Your goal:
Copy out all of the entries below without any change.

Data for analysis:
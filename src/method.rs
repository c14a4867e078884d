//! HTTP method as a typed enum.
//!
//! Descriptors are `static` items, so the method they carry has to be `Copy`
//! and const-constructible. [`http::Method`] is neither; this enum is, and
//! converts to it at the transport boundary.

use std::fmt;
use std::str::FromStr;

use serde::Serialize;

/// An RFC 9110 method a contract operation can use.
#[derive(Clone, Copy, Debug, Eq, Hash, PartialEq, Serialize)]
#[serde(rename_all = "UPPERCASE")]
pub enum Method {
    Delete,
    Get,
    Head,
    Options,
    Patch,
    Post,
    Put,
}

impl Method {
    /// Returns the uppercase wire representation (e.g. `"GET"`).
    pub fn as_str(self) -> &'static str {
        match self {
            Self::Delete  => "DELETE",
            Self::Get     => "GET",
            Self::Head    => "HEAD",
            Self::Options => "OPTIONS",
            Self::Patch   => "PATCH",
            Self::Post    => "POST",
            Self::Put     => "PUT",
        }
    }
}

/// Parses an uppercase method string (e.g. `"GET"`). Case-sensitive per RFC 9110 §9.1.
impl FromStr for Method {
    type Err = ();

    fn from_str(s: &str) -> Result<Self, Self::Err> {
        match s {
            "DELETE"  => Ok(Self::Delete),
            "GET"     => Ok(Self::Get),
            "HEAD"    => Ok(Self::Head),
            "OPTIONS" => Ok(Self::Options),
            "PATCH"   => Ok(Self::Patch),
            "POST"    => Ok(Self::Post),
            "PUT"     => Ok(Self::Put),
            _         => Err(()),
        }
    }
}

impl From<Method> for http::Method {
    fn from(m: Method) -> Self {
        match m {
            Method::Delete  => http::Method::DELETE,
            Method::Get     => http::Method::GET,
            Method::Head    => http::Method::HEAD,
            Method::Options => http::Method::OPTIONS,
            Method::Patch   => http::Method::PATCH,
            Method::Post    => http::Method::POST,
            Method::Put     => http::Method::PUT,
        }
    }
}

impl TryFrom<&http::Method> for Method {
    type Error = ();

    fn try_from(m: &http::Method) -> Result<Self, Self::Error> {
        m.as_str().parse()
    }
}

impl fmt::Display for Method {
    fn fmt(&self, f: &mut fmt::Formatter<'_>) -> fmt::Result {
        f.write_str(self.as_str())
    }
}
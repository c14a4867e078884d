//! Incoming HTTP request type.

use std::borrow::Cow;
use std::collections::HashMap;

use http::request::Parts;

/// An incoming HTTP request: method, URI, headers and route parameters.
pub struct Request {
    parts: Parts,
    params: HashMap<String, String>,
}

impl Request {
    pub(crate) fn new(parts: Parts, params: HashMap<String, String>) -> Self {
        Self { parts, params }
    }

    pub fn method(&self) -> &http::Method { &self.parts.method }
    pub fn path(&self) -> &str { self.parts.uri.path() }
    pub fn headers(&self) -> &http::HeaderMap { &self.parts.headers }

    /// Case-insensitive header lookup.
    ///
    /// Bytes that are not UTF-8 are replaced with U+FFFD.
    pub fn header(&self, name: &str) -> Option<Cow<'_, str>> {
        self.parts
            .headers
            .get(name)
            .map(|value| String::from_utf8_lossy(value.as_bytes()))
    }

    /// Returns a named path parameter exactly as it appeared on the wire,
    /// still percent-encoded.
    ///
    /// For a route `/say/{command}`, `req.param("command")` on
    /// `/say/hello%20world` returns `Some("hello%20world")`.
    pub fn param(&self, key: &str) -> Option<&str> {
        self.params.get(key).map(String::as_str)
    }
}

Exercise output:
filename src/method.rs
repository c14a4867e078884d
//! HTTP method as a typed enum.
//!
//! Descriptors are `static` items, so the method they carry has to be `Copy`
//! and const-constructible. [`http::Method`] is neither; this enum is, and
//! converts to it at the transport boundary.

use std::fmt;
use std::str::FromStr;

use serde::Serialize;

/// An RFC 9110 method a contract operation can use.
#[derive(Clone, Copy, Debug, Eq, Hash, PartialEq, Serialize)]
#[serde(rename_all = "UPPERCASE")]
pub enum Method {
    Delete,
    Get,
    Head,
    Options,
    Patch,
    Post,
    Put,
}

impl Method {
    /// Returns the uppercase wire representation (e.g. `"GET"`).
    pub fn as_str(self) -> &'static str {
        match self {
            Self::Delete  => "DELETE",
            Self::Get     => "GET",
            Self::Head    => "HEAD",
            Self::Options => "OPTIONS",
            Self::Patch   => "PATCH",
            Self::Post    => "POST",
            Self::Put     => "PUT",
        }
    }
}

/// Parses an uppercase method string (e.g. `"GET"`). Case-sensitive per RFC 9110 §9.1.
impl FromStr for Method {
    type Err = ();

    fn from_str(s: &str) -> Result<Self, Self::Err> {
        match s {
            "DELETE"  => Ok(Self::Delete),
            "GET"     => Ok(Self::Get),
            "HEAD"    => Ok(Self::Head),
            "OPTIONS" => Ok(Self::Options),
            "PATCH"   => Ok(Self::Patch),
            "POST"    => Ok(Self::Post),
            "PUT"     => Ok(Self::Put),
            _         => Err(()),
        }
    }
}

impl From<Method> for http::Method {
    fn from(m: Method) -> Self {
        match m {
            Method::Delete  => http::Method::DELETE,
            Method::Get     => http::Method::GET,
            Method::Head    => http::Method::HEAD,
            Method::Options => http::Method::OPTIONS,
            Method::Patch   => http::Method::PATCH,
            Method::Post    => http::Method::POST,
            Method::Put     => http::Method::PUT,
        }
    }
}

impl TryFrom<&http::Method> for Method {
    type Error = ();

    fn try_from(m: &http::Method) -> Result<Self, Self::Error> {
        m.as_str().parse()
    }
}

impl fmt::Display for Method {
    fn fmt(&self, f: &mut fmt::Formatter<'_>) -> fmt::Result {
        f.write_str(self.as_str())
    }
}
repository c14a4867e078884d
//! Incoming HTTP request type.

use std::borrow::Cow;
use std::collections::HashMap;

use http::request::Parts;

/// An incoming HTTP request: method, URI, headers and route parameters.
pub struct Request {
    parts: Parts,
    params: HashMap<String, String>,
}

impl Request {
    pub(crate) fn new(parts: Parts, params: HashMap<String, String>) -> Self {
        Self { parts, params }
    }

    pub fn method(&self) -> &http::Method { &self.parts.method }
    pub fn path(&self) -> &str { self.parts.uri.path() }
    pub fn headers(&self) -> &http::HeaderMap { &self.parts.headers }

    /// Case-insensitive header lookup.
    ///
    /// Bytes that are not UTF-8 are replaced with U+FFFD.
    pub fn header(&self, name: &str) -> Option<Cow<'_, str>> {
        self.parts
            .headers
            .get(name)
            .map(|value| String::from_utf8_lossy(value.as_bytes()))
    }

    /// Returns a named path parameter exactly as it appeared on the wire,
    /// still percent-encoded.
    ///
    /// For a route `/say/{command}`, `req.param("command")` on
    /// `/say/hello%20world` returns `Some("hello%20world")`.
    pub fn param(&self, key: &str) -> Option<&str> {
        self.params.get(key).map(String::as_str)
    }
}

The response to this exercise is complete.